Clinical data including PAM50 classification and mRNA expression data from the OSL2 breast cancer cohort can be obtained from GEO with accession number GSE58215 (20) and DNA methylation data (n = 277) is available at GEO with the accession number GSE84207 (18). The sample key to combine GSE58215 (gene expression) and GSE84207 (DNA methylation) for the OSL2 patient cohort is available upon request. Expression data from METABRIC is available from the European Genome Phenome Achieve (EGAS00000000083; https://ega-archive.org/studies/) (22). ChIA-PET data from MCF7 can be obtained from ENCODE (ENCSR000CAA; https://www.encodeproject.org/experiments/) (33) and IM-PET data from HCC1954 is available from the 4D genome data portal at https://4dgenome.research.chop.edu/Download.html (35).

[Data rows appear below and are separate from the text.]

use chrono::Datelike;
use serde_json::{Map, Value};

use homestead_core::InputSnapshot;

use super::settings;

/// The calendar year used when neither the document nor `--as-of-year`
/// sets one.
pub fn current_year() -> i32 {
    chrono::Local::now().year()
}

/// Turn an optional input document into a snapshot.
///
/// Settings documents go through the versioned import; a bare object is
/// laid over the defaults. No document at all yields the defaults.
/// `as_of_year` overrides whatever the document says.
pub fn resolve_snapshot(
    document: Option<Value>,
    as_of_year: Option<i32>,
) -> Result<InputSnapshot, Box<dyn std::error::Error>> {
    let year = as_of_year.unwrap_or_else(current_year);

    let mut snapshot = match document {
        Some(doc) if settings::is_settings_document(&doc) => settings::import_settings(&doc, year)?,
        Some(Value::Object(fields)) => settings::merge_over_defaults(&fields, year)?,
        Some(other) => {
            return Err(format!("Expected a JSON object for the snapshot, got {other}").into())
        }
        None => InputSnapshot::with_defaults(year),
    };

    if let Some(year) = as_of_year {
        snapshot.as_of_year = year;
    }
    Ok(snapshot)
}

/// Apply individual flag overrides (already serialized to JSON values) on
/// top of a resolved snapshot.
pub fn apply_overrides(
    snapshot: InputSnapshot,
    overrides: Map<String, Value>,
) -> Result<InputSnapshot, Box<dyn std::error::Error>> {
    if overrides.is_empty() {
        return Ok(snapshot);
    }
    let mut value = serde_json::to_value(snapshot)?;
    if let Value::Object(fields) = &mut value {
        fields.extend(overrides);
    }
    Ok(serde_json::from_value(value)?)
}
use rust_decimal::Decimal;
use rust_decimal_macros::dec;

use crate::rate_series::RateSeries;
use crate::types::{Money, RatePct};

const HALF: Decimal = dec!(0.5);
const HUNDRED: Decimal = dec!(100);

/// Largest value an engine input may compound to. Four orders of magnitude
/// below `Decimal::MAX` are left for intermediate products.
pub const MAGNITUDE_LIMIT: Decimal = dec!(1_000_000_000_000_000_000_000_000);

/// Round to the nearest whole unit, halves upward (`⌊x + 0.5⌋`).
///
/// Every engine rounds with this at each accumulation step; downstream
/// balances compound on the rounded value.
pub fn round_unit(value: Decimal) -> Money {
    (value + HALF).floor()
}

/// Convert an annual percentage rate to a monthly fraction.
pub fn monthly_rate(annual_rate: RatePct) -> Decimal {
    annual_rate / HUNDRED / dec!(12)
}

/// Growth factor `Π (1 + max(rate_y + adjustment, floor) / 100)` over `years`.
///
/// Pass `None` as `floor` to compound the raw rates.
pub fn compound_factor(
    rates: &RateSeries,
    years: u32,
    adjustment: RatePct,
    floor: Option<RatePct>,
) -> Decimal {
    let mut factor = Decimal::ONE;
    for year in 0..years as usize {
        let mut effective = rates.rate_for_year(year) + adjustment;
        if let Some(min) = floor {
            effective = effective.max(min);
        }
        factor *= Decimal::ONE + effective / HUNDRED;
    }
    factor
}

/// Future value of a single sum: `round(pv × (1 + rate/100)^years)`.
pub fn future_value(present_value: Money, annual_rate: RatePct, years: u32) -> Money {
    if years == 0 {
        return present_value;
    }
    let factor = compound_factor(&RateSeries::Flat(annual_rate), years, Decimal::ZERO, None);
    round_unit(present_value * factor)
}

/// Whether `start`, compounded monthly at `peak_rate` with `inflow` added
/// every month, stays within [`MAGNITUDE_LIMIT`] for `months`.
///
/// Monthly compounding at the peak rate bounds every schedule and yearly
/// projection in the engines, so inputs that pass cannot overflow them.
pub fn stays_representable(start: Money, inflow: Money, peak_rate: RatePct, months: u32) -> bool {
    let growth = Decimal::ONE + monthly_rate(peak_rate.max(Decimal::ZERO));
    let inflow = inflow.abs();
    let mut bound = start.abs();
    for _ in 0..months {
        match bound.checked_mul(growth).and_then(|b| b.checked_add(inflow)) {
            Some(next) if next <= MAGNITUDE_LIMIT => bound = next,
            _ => return false,
        }
    }
    bound <= MAGNITUDE_LIMIT
}
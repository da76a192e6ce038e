use thiserror::Error;

#[derive(Debug, Error)]
pub enum HomesteadError {
    #[error("Invalid input: {field} — {reason}")]
    InvalidInput { field: String, reason: String },

    #[error("Serialization error: {0}")]
    SerializationError(String),
}

impl From<serde_json::Error> for HomesteadError {
    fn from(e: serde_json::Error) -> Self {
        HomesteadError::SerializationError(e.to_string())
    }
}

Illumina HumanMethylation450 BeadChip data from 17 normal healthy samples obtained by mammoplasty reductions can be obtained from GSE60185 (3). DNA methylation data from cell lines used in this study is available from GEO: PMC42-LA (GSE97853), human mammary fibroblasts (GSE74877), T-cells (GSE79144), Monocytes (GSE68456), Leukocytes (GSE69270), B-cells (GSE68456), MCF7 (GSE69188) and MDAMBA453 (GSE124368).
SUPPLEMENTARY DATA
Supplementary Data are available at NAR Cancer Online.
ACKNOWLEDGEMENTS
We would like to acknowledge Daniel Nebdal for his technical support and assistance during the project.
OSBREAC members:
Tone F Bathen (PhD), Norwegian University of Science and Technology, Norway
Elin Borgen (PhD, MD), Oslo University Hospital, Norway
Olav Engebråten (PhD, MD), Oslo University Hospital, Norway
Britt Fritzman (MD), Østfold Hospital, Norway Øystein Garred (PhD, MD), Oslo University Hospital, Norway
Jürgen Geisler (PhD, MD) Akershus University Hospital, Norway
Gry Aarum Geitvik, Oslo University Hospital, Norway
Solveig Hofvind (PhD), Cancer Registry of Norway, Norway
Rolf Kåresen (PhD, MD), Oslo University Hospital, Norway
Anita Langerød (PhD), Oslo University Hospital, Norway
Ole Christian Lingjærde (PhD), University of Oslo, Norway
Gunhild Mari Mælandsmo (PhD), Oslo University Hospital, Norway
Bjørn Naume (PhD, MD), Oslo University Hospital, Norway
Hege G Russnes (PhD, MD), Oslo University Hospital, Norway
Torill Sauer (PhD, MD), Akershus University Hospital, Norway
Helle Kristine Skjerven (MD), Vestre Viken Hospital Trust, Oslo University Hospital, Norway
Therese Sørlie (PhD), Oslo University Hospital, Norway
FUNDING
South-Eastern Norway Regional Health Authority [2020031 and 2017065 to T.F.]; S.M.B. and M.R.A. were postdoctoral fellows of the Norwegian Cancer Society [711164 to V.N.K.].
Conflict of interest statement. None declared.